For the records that follow, please set down exactly the lines between the one holding "filename crates/hub-router/src/scheduler.rs" and the one holding "both: the second", inclusive, and only those.

[Stored data entries]
=== Section Start ===
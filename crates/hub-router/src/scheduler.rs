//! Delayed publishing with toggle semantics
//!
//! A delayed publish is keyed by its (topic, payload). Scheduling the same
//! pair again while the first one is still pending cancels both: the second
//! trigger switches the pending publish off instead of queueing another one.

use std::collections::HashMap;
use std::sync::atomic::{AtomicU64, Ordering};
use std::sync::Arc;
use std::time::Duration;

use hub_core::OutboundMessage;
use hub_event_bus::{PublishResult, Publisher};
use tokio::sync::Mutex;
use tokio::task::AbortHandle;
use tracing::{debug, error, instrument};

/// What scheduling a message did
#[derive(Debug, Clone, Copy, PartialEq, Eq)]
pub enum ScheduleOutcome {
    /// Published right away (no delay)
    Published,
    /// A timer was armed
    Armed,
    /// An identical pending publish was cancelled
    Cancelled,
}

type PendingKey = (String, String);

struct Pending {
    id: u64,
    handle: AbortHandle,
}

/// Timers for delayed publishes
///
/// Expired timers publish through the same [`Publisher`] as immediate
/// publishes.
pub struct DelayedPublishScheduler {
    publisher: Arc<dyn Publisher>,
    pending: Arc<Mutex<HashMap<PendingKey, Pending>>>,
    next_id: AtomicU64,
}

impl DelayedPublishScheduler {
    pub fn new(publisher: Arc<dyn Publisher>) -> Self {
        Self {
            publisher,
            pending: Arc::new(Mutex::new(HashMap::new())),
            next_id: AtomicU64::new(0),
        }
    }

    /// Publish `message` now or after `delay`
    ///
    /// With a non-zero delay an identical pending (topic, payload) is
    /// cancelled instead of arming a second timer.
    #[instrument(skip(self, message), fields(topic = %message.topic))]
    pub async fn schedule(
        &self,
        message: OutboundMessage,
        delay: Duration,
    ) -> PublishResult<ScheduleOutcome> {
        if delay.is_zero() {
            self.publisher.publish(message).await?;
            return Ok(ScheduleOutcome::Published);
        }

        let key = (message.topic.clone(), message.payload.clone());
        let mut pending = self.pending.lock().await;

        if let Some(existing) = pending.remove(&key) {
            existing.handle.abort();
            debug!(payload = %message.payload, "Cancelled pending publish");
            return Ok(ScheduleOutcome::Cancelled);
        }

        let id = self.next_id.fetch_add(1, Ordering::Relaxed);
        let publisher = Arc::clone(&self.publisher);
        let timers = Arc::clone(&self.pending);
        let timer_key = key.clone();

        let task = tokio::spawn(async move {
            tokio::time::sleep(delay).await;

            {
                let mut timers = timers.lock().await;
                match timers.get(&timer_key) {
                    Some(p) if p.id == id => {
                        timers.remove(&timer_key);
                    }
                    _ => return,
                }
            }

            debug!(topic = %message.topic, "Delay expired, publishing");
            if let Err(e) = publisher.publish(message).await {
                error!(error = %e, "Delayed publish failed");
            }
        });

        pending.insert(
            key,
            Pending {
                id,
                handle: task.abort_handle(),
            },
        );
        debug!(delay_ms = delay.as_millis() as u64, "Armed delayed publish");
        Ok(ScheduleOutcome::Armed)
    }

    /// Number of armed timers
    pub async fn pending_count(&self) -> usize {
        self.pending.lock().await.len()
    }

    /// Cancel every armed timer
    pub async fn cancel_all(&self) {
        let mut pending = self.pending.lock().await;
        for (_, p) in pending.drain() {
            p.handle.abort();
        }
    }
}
=== Section End ===
=== Section Start ===
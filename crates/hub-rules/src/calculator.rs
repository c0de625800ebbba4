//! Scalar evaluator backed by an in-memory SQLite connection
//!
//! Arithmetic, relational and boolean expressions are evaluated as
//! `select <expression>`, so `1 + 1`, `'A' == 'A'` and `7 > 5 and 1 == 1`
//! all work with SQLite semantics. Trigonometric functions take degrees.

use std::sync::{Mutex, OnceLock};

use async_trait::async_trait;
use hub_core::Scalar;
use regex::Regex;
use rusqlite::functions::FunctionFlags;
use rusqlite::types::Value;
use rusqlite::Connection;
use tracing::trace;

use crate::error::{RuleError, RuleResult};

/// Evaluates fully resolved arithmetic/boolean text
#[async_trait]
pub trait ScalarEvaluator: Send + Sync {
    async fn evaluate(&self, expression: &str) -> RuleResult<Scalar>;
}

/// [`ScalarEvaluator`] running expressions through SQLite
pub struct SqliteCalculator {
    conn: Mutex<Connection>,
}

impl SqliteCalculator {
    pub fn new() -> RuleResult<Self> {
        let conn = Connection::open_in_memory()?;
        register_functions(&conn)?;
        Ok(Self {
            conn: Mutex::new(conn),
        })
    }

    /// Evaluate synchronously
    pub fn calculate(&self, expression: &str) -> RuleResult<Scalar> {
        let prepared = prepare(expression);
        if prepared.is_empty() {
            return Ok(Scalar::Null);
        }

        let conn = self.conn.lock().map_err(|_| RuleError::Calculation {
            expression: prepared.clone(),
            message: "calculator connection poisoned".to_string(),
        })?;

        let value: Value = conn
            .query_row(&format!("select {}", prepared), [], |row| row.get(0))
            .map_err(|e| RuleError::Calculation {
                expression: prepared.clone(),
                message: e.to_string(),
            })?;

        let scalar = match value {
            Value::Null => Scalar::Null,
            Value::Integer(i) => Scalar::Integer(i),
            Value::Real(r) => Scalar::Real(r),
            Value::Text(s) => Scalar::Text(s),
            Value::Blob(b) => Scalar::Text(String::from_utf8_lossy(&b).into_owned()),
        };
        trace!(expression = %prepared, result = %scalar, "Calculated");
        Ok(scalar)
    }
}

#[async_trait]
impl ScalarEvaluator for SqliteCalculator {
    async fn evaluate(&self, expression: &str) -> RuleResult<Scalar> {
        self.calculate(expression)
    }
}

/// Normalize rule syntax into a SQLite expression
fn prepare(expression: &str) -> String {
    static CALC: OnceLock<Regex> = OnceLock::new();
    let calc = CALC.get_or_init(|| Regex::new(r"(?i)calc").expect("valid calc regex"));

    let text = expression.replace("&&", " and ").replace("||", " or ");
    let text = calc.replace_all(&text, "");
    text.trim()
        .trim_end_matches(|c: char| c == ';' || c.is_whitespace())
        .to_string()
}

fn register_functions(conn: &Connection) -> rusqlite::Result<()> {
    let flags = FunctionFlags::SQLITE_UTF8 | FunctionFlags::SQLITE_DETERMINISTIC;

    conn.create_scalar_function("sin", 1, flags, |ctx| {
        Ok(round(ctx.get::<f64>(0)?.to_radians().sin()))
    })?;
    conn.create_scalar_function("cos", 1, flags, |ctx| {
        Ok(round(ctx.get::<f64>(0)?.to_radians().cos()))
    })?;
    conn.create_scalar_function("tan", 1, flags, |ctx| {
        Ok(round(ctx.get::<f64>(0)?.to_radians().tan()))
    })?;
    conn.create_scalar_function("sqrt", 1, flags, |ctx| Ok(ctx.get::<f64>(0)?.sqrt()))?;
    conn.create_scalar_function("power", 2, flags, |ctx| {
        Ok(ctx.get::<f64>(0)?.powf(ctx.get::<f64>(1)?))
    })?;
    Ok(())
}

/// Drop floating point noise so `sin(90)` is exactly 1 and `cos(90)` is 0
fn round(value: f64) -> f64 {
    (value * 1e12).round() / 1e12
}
=== Section End ===
▸ Solved exercise:
filename crates/hub-router/src/scheduler.rs
//! Delayed publishing with toggle semantics
//!
//! A delayed publish is keyed by its (topic, payload). Scheduling the same
//! pair again while the first one is still pending cancels both: the second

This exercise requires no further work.